Author: Bristlecone Value Partners, LLC
Covestor model: Large Cap Value
Disclosure: Long PFE, WAG, WY, EOG, HOG, XOM, MXIM, CX, LM, NSRGY, MMI
The portfolio got off to a good start in January, rising 3% versus 2.4% for the S&P 500. The best performing sectors were information technology, consumer discretionary, and financials. Industrials and materials were decliners. The portfolio’s top performers were Weyerhauser (+22.5%), EOG Resources (+16.6%), Harley Davidson (+14.4%), Exxon Mobil (+10.3%), and Maxim (+9.3%). The top decliners were Cemex (-11.6%), Legg Mason (-8.7%), Nestle (-7.8%), and Motorola Mobility (-4.2%).

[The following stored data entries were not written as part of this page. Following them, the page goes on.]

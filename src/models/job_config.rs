use chrono::{Duration, NaiveDate};
use std::path::PathBuf;

use super::PanelKind;
use crate::constants::{
    DEFAULT_CHIP_LOOKBACK_DAYS, DEFAULT_DISPLAY_WINDOW, DEFAULT_LOOKBACK_DAYS, DEFAULT_SYMBOL,
    DASHBOARD_FILENAME,
};

/// Configuration for one dashboard run
#[derive(Debug, Clone)]
pub struct JobConfig {
    /// Instrument identifier without exchange suffix (e.g., "2313")
    pub symbol: String,

    /// Webhook delivery target; delivery is skipped when absent
    pub webhook_endpoint: Option<String>,

    /// Calendar days of price history to fetch
    pub lookback_days: u32,

    /// Calendar days of chip history to request from each chip page
    pub chip_lookback_days: u32,

    /// Trailing rows to render
    pub display_window: usize,

    /// Directory for the rendered image
    pub output_dir: PathBuf,

    /// Panels to render, top to bottom
    pub panels: Vec<PanelKind>,

    /// URL template for the breadth page ({symbol}, {start}, {end})
    pub breadth_url: Option<String>,
}

impl Default for JobConfig {
    fn default() -> Self {
        Self {
            symbol: DEFAULT_SYMBOL.to_string(),
            webhook_endpoint: None,
            lookback_days: DEFAULT_LOOKBACK_DAYS,
            chip_lookback_days: DEFAULT_CHIP_LOOKBACK_DAYS,
            display_window: DEFAULT_DISPLAY_WINDOW,
            output_dir: PathBuf::from("."),
            panels: PanelKind::default_set(),
            breadth_url: None,
        }
    }
}

impl JobConfig {
    /// Create new config for a symbol with default windows
    pub fn new(symbol: impl Into<String>) -> Self {
        Self {
            symbol: symbol.into(),
            ..Self::default()
        }
    }

    /// Chip request range ending at `today`, as (start, end) in YYYY-MM-DD
    pub fn chip_date_range(&self, today: NaiveDate) -> (String, String) {
        let start = today - Duration::days(self.chip_lookback_days as i64);
        (
            start.format("%Y-%m-%d").to_string(),
            today.format("%Y-%m-%d").to_string(),
        )
    }

    /// Where the dashboard image is written
    pub fn dashboard_path(&self) -> PathBuf {
        self.output_dir.join(DASHBOARD_FILENAME)
    }
}

#[cfg(test)]
mod tests {
    use super::*;

    #[test]
    fn test_defaults() {
        let config = JobConfig::default();
        assert_eq!(config.symbol, "2313");
        assert_eq!(config.lookback_days, 365);
        assert_eq!(config.chip_lookback_days, 200);
        assert_eq!(config.display_window, 120);
        assert!(config.webhook_endpoint.is_none());
        assert_eq!(config.panels, PanelKind::default_set());
    }

    #[test]
    fn test_chip_date_range() {
        let config = JobConfig::new("2330");
        let today = NaiveDate::from_ymd_opt(2023, 7, 20).unwrap();
        let (start, end) = config.chip_date_range(today);
        assert_eq!(start, "2023-01-01");
        assert_eq!(end, "2023-07-20");
    }

    #[test]
    fn test_dashboard_path() {
        let mut config = JobConfig::new("2330");
        config.output_dir = PathBuf::from("/tmp/out");
        assert_eq!(config.dashboard_path(), PathBuf::from("/tmp/out/dashboard.png"));
    }
}
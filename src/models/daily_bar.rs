use chrono::NaiveDate;
use serde::{Deserialize, Serialize};

use crate::constants::SHARES_PER_LOT;

/// One trading day of OHLCV data for a single instrument
#[derive(Debug, Clone, PartialEq, Serialize, Deserialize)]
pub struct DailyBar {
    /// Exchange-local trading date
    pub date: NaiveDate,

    /// Opening price
    pub open: f64,

    /// Highest price
    pub high: f64,

    /// Lowest price
    pub low: f64,

    /// Closing price
    pub close: f64,

    /// Trading volume in board lots (1 lot = 1000 shares)
    pub volume: u64,
}

impl DailyBar {
    /// Create a new bar with volume already expressed in lots
    pub fn new(date: NaiveDate, open: f64, high: f64, low: f64, close: f64, volume: u64) -> Self {
        Self {
            date,
            open,
            high,
            low,
            close,
            volume,
        }
    }

    /// Create a new bar from a raw share count
    pub fn from_shares(
        date: NaiveDate,
        open: f64,
        high: f64,
        low: f64,
        close: f64,
        shares: u64,
    ) -> Self {
        Self::new(date, open, high, low, close, shares / SHARES_PER_LOT)
    }

    /// True when the close is at or above the open
    pub fn is_up(&self) -> bool {
        self.close >= self.open
    }
}

#[cfg(test)]
mod tests {
    use super::*;

    #[test]
    fn test_from_shares_converts_to_lots() {
        let date = NaiveDate::from_ymd_opt(2023, 1, 5).unwrap();
        let bar = DailyBar::from_shares(date, 100.0, 102.0, 99.0, 101.0, 1_234_567);
        assert_eq!(bar.volume, 1234);
    }

    #[test]
    fn test_is_up() {
        let date = NaiveDate::from_ymd_opt(2023, 1, 5).unwrap();
        assert!(DailyBar::new(date, 100.0, 101.0, 99.0, 100.0, 1).is_up());
        assert!(!DailyBar::new(date, 100.0, 101.0, 99.0, 99.5, 1).is_up());
    }
}
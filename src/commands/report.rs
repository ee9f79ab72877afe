use chrono::Local;
use std::fs::File;
use std::path::PathBuf;

use crate::error::Result;
use crate::models::JobConfig;
use crate::services::{
    calculate_volume_profile, write_merged_rows, DashboardFrame, DashboardRenderer, Notification,
    Notifier, PngRenderer, WebhookNotifier,
};

pub fn run(config: JobConfig, price_csv: Option<PathBuf>, notify: bool, csv_out: Option<PathBuf>) {
    println!("📊 Chip dashboard for {}", config.symbol);

    match run_report(&config, price_csv, notify, csv_out) {
        Ok(()) => {
            println!("\n✅ Report completed");
        }
        Err(e) => {
            eprintln!("\n❌ Report failed: {}", e);
            std::process::exit(1);
        }
    }
}

fn run_report(
    config: &JobConfig,
    price_csv: Option<PathBuf>,
    notify: bool,
    csv_out: Option<PathBuf>,
) -> Result<()> {
    let runtime = super::build_runtime()?;
    let today = Local::now().date_naive();

    let progress = super::Progress::Stdout;
    let rows =
        runtime.block_on(super::collect_rows(config, price_csv.as_deref(), today, progress))?;

    if let Some(path) = csv_out {
        write_merged_rows(File::create(&path)?, &rows)?;
        println!("💾 Wrote {} rows to {}", rows.len(), path.display());
    }

    let frame = DashboardFrame::from_rows(&config.symbol, &rows, config.display_window);
    let profile = calculate_volume_profile(&frame.bars());
    if let Some(poc) = &profile.poc {
        println!("📈 Point of control: {:.2} ({:.1}% of volume)", poc.price, poc.percentage);
    }

    std::fs::create_dir_all(&config.output_dir)?;
    let image_path = config.dashboard_path();
    println!("🎨 Rendering {} rows to {}...", frame.len(), image_path.display());
    PngRenderer::new(config.panels.clone()).render(&frame, &profile, &image_path)?;

    if !notify {
        println!("⏭️  Delivery disabled");
        return Ok(());
    }

    let Some(endpoint) = config.webhook_endpoint.clone() else {
        tracing::warn!("No webhook endpoint configured, skipping delivery");
        println!("⚠️  No webhook configured, image kept at {}", image_path.display());
        return Ok(());
    };

    let notification = Notification::dashboard(image_path, &config.symbol, today);
    let delivered = WebhookNotifier::new(endpoint)
        .and_then(|notifier| runtime.block_on(notifier.send(&notification)));
    match delivered {
        Ok(()) => println!("📨 Dashboard delivered"),
        Err(e) => {
            tracing::error!("Delivery failed: {}", e);
            eprintln!("⚠️  Delivery failed: {}", e);
        }
    }

    Ok(())
}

During the month, we reduced our investment in Walgreen (WAG). Once again, the reason was the share price approaching our assessment of the value of the company, not due to any specific concerns.
Despite the rally in share prices of the past few months, there are still some companies in the portfolio that are trading at significant price-to-value discounts. One that we would like to highlight is Pfizer (PFE). This investment is a good illustration of why we felt that the recent bear market provided some great investment opportunities among large capitalization, high quality companies. Although “quality” is in the eye of the beholder, few would disagree in Pfizer’s case. The company benefits from sustainable competitive advantages: the largest economies of scale in the industry, a portfolio of patented drugs and large financial resources that are needed to absorb what are largely fixed costs from the drug approval process. It also generates a lot of free cash flow and has cash in excess of its long term debt.
The concerns that have been driving the stock valuation to record lows have to do with patent expirations, mostly Lipitor’s in 2011. We believe that these losses are already more than baked in the current stock price. We also feel that Pfizer’s cost structure is not as lean as it could be.
Through a combination of cost cuts, debt reduction, share repurchase, and opportunistic acquisitions, Pfizer should be able to more than offset the loss in earnings to generic competition. In the meantime, the shares trade at just over 8 times 2011 estimates, and we’re paid more than 4% in dividends to wait. We can be patient.